Maquart, et al.,8 state that in addition to the soluble factors such as hormones, cytokines or growth factors, cells also receive signals from the surrounding extracellular matrix (ECM) macromolecules. "The activity of connective tissue cells is modulated by a number of factors present in their environment (soft-tissue methods?). Moreover, they may degrade the ECM proteins and liberate peptides, which may by themselves constitute new signals for the surrounding cells. Therefore, an actual regulation loop exists in connective tissue, constituted by peptides generated by ECM degradation and connective tissue cells."

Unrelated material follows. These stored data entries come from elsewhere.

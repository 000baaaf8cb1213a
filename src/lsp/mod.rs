pub mod backend;
pub mod document;
pub mod features;
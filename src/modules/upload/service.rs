use std::sync::Arc;

use crate::api::error;
use crate::modules::upload::{
    data_uri,
    filename::{filename_with_extension, generate_filename, is_valid_filename, is_valid_folder},
    model::{Rejection, UploadConfig, UploadedFile},
    schema::UploadResult,
    storage::FileStorage,
};

#[derive(Clone)]
pub struct FileUploadService<S>
where
    S: FileStorage + Send + Sync,
{
    storage: Arc<S>,
    config: UploadConfig,
}

impl<S> FileUploadService<S>
where
    S: FileStorage + Send + Sync,
{
    pub fn new(storage: Arc<S>, config: UploadConfig) -> Self {
        log::info!("FileUploadService initialized with root {}", config.root.display());
        Self { storage, config }
    }

    pub fn config(&self) -> &UploadConfig {
        &self.config
    }

    fn resolve_folder<'a>(&'a self, folder: Option<&'a str>) -> Result<&'a str, Rejection> {
        let folder = folder.unwrap_or(&self.config.default_folder);
        if !is_valid_folder(folder) {
            return Err(Rejection::InvalidFolder(folder.to_string()));
        }
        Ok(folder)
    }

    fn url_for(&self, folder: &str, filename: &str) -> String {
        format!("{}/{}/{}", self.config.base_url, folder, filename)
    }

    /// Public URL back to `(folder, filename)`; `None` for anything outside the root.
    fn locate<'u>(&self, url: &'u str) -> Option<(&'u str, &'u str)> {
        let prefix = self.config.base_url.trim_matches('/');
        let relative = url.trim_start_matches('/').strip_prefix(prefix)?.strip_prefix('/')?;
        let (folder, filename) = relative.split_once('/')?;

        (is_valid_folder(folder) && is_valid_filename(filename)).then_some((folder, filename))
    }

    pub async fn upload_one(
        &self,
        file: UploadedFile,
        folder: Option<&str>,
    ) -> Result<UploadResult, error::SystemError> {
        log::debug!(
            "Received {} from field '{}' ({}, {})",
            file.original_name,
            file.fieldname,
            file.mime_type,
            file.encoding
        );
        self.config.validate(&file.mime_type, file.size)?;
        let folder = self.resolve_folder(folder)?;

        let filename = generate_filename(&file.original_name);
        self.storage.write(folder, &filename, &file.buffer).await?;
        log::info!("Stored {} as {}/{} ({} bytes)", file.original_name, folder, filename, file.size);

        Ok(UploadResult {
            url: self.url_for(folder, &filename),
            filename,
            original_name: file.original_name,
            size: file.size,
            mime_type: file.mime_type,
        })
    }

    /// Stores files one after another. The first failure aborts the batch and files
    /// already written stay on storage.
    pub async fn upload_many(
        &self,
        files: Vec<UploadedFile>,
        folder: Option<&str>,
    ) -> Result<Vec<UploadResult>, error::SystemError> {
        self.config.check_count(files.len())?;

        let mut results = Vec::with_capacity(files.len());
        for file in files {
            results.push(self.upload_one(file, folder).await?);
        }
        Ok(results)
    }

    pub async fn upload_base64(
        &self,
        input: &str,
        folder: Option<&str>,
    ) -> Result<UploadResult, error::SystemError> {
        let data = data_uri::parse(input)?;
        let size = data.bytes.len();
        self.config.validate(&data.mime_type, size)?;
        let folder = self.resolve_folder(folder)?;

        let filename = filename_with_extension(&data.extension);
        self.storage.write(folder, &filename, &data.bytes).await?;
        log::info!("Stored base64 payload as {}/{} ({} bytes)", folder, filename, size);

        Ok(UploadResult {
            url: self.url_for(folder, &filename),
            original_name: filename.clone(),
            filename,
            size,
            mime_type: data.mime_type,
        })
    }

    /// Never fails: unknown URLs and storage errors both come back as `false`.
    pub async fn delete(&self, url: &str) -> bool {
        let Some((folder, filename)) = self.locate(url) else {
            log::warn!("Refusing to delete {}: not a stored file URL", url);
            return false;
        };

        match self.storage.remove(folder, filename).await {
            Ok(true) => {
                log::info!("Deleted {}/{}", folder, filename);
                true
            }
            Ok(false) => false,
            Err(e) => {
                log::error!("Failed to delete {}: {:?}", url, e);
                false
            }
        }
    }

    pub async fn open(
        &self,
        folder: &str,
        filename: &str,
    ) -> Result<Option<Vec<u8>>, error::SystemError> {
        if !is_valid_folder(folder) || !is_valid_filename(filename) {
            return Ok(None);
        }
        self.storage.read(folder, filename).await
    }
}
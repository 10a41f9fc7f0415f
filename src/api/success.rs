use actix_web::HttpResponse;
use std::borrow::Cow;

#[derive(serde::Serialize)]
pub struct SuccessData<T: serde::Serialize> {
    pub data: Option<T>,
    pub message: Option<Cow<'static, str>>,
}

pub struct Success<T: serde::Serialize> {
    pub status: actix_web::http::StatusCode,
    pub body: SuccessData<T>,
}

impl<T: serde::Serialize> Success<T> {
    pub fn ok(data: Option<T>) -> Self {
        Self {
            status: actix_web::http::StatusCode::OK,
            body: SuccessData { data, message: None },
        }
    }

    pub fn created(data: Option<T>) -> Self {
        Self {
            status: actix_web::http::StatusCode::CREATED,
            body: SuccessData { data, message: None },
        }
    }

    pub fn message<M>(mut self, msg: M) -> Self
    where
        M: Into<Cow<'static, str>>,
    {
        self.body.message = Some(msg.into());
        self
    }
}

impl<T: serde::Serialize> actix_web::Responder for Success<T> {
    type Body = actix_web::body::BoxBody;

    fn respond_to(self, _req: &actix_web::HttpRequest) -> HttpResponse<Self::Body> {
        HttpResponse::build(self.status).json(self.body)
    }
}
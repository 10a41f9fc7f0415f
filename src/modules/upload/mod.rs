pub mod data_uri;
pub mod filename;
pub mod handle;
pub mod model;
pub mod route;
pub mod schema;
pub mod service;
pub mod storage;
pub mod storage_fs;
pub mod validation;

pub use model::{Rejection, UploadConfig};
pub use service::FileUploadService;
pub use storage::FileStorage;
pub use storage_fs::{ensure_layout, FsStorage};
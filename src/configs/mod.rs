use actix_cors::Cors;
use actix_web::{error::JsonPayloadError, http::header, middleware::from_fn, web};
use std::sync::Arc;

use crate::{
    api::error,
    middlewares::authentication,
    modules::upload::{self, ensure_layout, FileStorage, FsStorage, Rejection, UploadConfig},
};

/// Creates the upload layout and hands back storage rooted at it.
pub async fn init_storage(config: &UploadConfig) -> Result<FsStorage, error::SystemError> {
    ensure_layout(&config.root, &config.folders).await?;
    Ok(FsStorage::new(&config.root))
}

/// Large enough for a base64-encoded file of `max_file_size` bytes. Bodies past the
/// limit get the same "too large" reason as oversized uploads.
pub fn json_config(max_file_size: usize) -> web::JsonConfig {
    web::JsonConfig::default().limit(max_file_size.div_ceil(3) * 4 + 64 * 1024).error_handler(
        move |err, _req| match err {
            JsonPayloadError::Overflow { .. } | JsonPayloadError::OverflowKnownLength { .. } => {
                error::Error::from(error::SystemError::from(Rejection::ExceedsLimit {
                    max: max_file_size,
                }))
                .into()
            }
            other => error::Error::bad_request(other.to_string()).into(),
        },
    )
}

pub fn cors(frontend_url: &str) -> Cors {
    Cors::default()
        .allowed_origin(frontend_url)
        .allowed_methods(vec!["GET", "POST", "DELETE"])
        .allowed_headers(vec![header::AUTHORIZATION, header::CONTENT_TYPE])
        .supports_credentials()
        .max_age(3600)
}

pub fn routes<S>(base_url: String, secret: Arc<str>) -> impl FnOnce(&mut web::ServiceConfig)
where
    S: FileStorage + Send + Sync + 'static,
{
    move |cfg: &mut web::ServiceConfig| {
        cfg.service(web::scope(&base_url).configure(upload::route::public_configure::<S>))
            .service(
                web::scope("/api").service(
                    web::scope("/upload")
                        .wrap(from_fn(authentication(secret)))
                        .configure(upload::route::configure::<S>),
                ),
            );
    }
}
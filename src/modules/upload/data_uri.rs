use base64::{
    alphabet,
    engine::{DecodePaddingMode, GeneralPurpose, GeneralPurposeConfig},
    Engine,
};
use regex::Regex;

use crate::modules::upload::model::Rejection;

lazy_static::lazy_static! {
    static ref DATA_URI: Regex = Regex::new(r"^data:image/([A-Za-z0-9_]+);base64,(.+)$")
        .expect("data URI pattern is valid");
    // Padding is optional.
    static ref BASE64: GeneralPurpose = GeneralPurpose::new(
        &alphabet::STANDARD,
        GeneralPurposeConfig::new().with_decode_padding_mode(DecodePaddingMode::Indifferent),
    );
}

/// Decoded `data:image/<ext>;base64,<payload>` string.
#[derive(Debug, Clone, PartialEq)]
pub struct DataUri {
    pub extension: String,
    pub mime_type: String,
    pub bytes: Vec<u8>,
}

pub fn parse(input: &str) -> Result<DataUri, Rejection> {
    let captures = DATA_URI.captures(input).ok_or(Rejection::InvalidDataUri)?;
    let extension = captures[1].to_string();
    let bytes = BASE64.decode(&captures[2]).map_err(|_| Rejection::InvalidDataUri)?;

    Ok(DataUri { mime_type: mime_for_extension(&extension), extension, bytes })
}

/// `jpg` maps to `image/jpeg`; unknown subtypes keep the declared `image/<ext>` form.
fn mime_for_extension(extension: &str) -> String {
    mime_guess::from_ext(extension)
        .iter()
        .find(|mime| mime.type_() == mime_guess::mime::IMAGE)
        .map(|mime| mime.essence_str().to_string())
        .unwrap_or_else(|| format!("image/{}", extension.to_ascii_lowercase()))
}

The increasing new information about the effects of mechanical load on our patients, which includes all of the many soft-tissue techniques we use daily in our practices, is slowly explaining why we achieve such great results every day.

References

  1. Oschman JL. Fascia as a Body-Wide Communication System. In: Schleip R, Finmdley TW, Chaitwo L, Huijing PA. Fascia, The Tensional Network of the Human Body. Elsevier: NY, 2012.
  2. Sherrington CS. Man on His Nature. Doubleday Anchor: Garden City, NJ, 1951.
  3. Pischinger A. The Extracellular Matrix and Ground Regulation: Basis for a Holistic Biological Medicine. North Atlantic Books: Berkeley, CA, 2007.
  4. Finando S, Finando D. Fascia and the mechanism of acupuncture. J Bodywk & Mov Ther, 2011;15:168-76.
  5. Guimberteau J. Human Subcutaneous Sliding System. The Basic Stone: The Microvascular Concept. Plea for a New Perception of Human Anatomy and of the Living Matter Architecture. In: Findley T, Schleip R (eds.). Fascia Research. Elsevier: Munich, 2007:237-240.
  6. Langevin HM. Connective tissue: a body-wide signaling network? Medical Hypotheses, 2006;66:1074-1077.
  7. Langevin HM, Cornbrooks CJ, Taatjes DJ. Fibroblasts form a body-wide cellular network. Histochem Cell Biol, 2004 Jul;122(1):7-15.
  8. Maquart FX, Siméon A, Pasco S, Monboisse JC. Regulation of cell activity by the extracellular matrix: the concept of matrikines. J Soc Biol, 1999;193(4-5):423-8.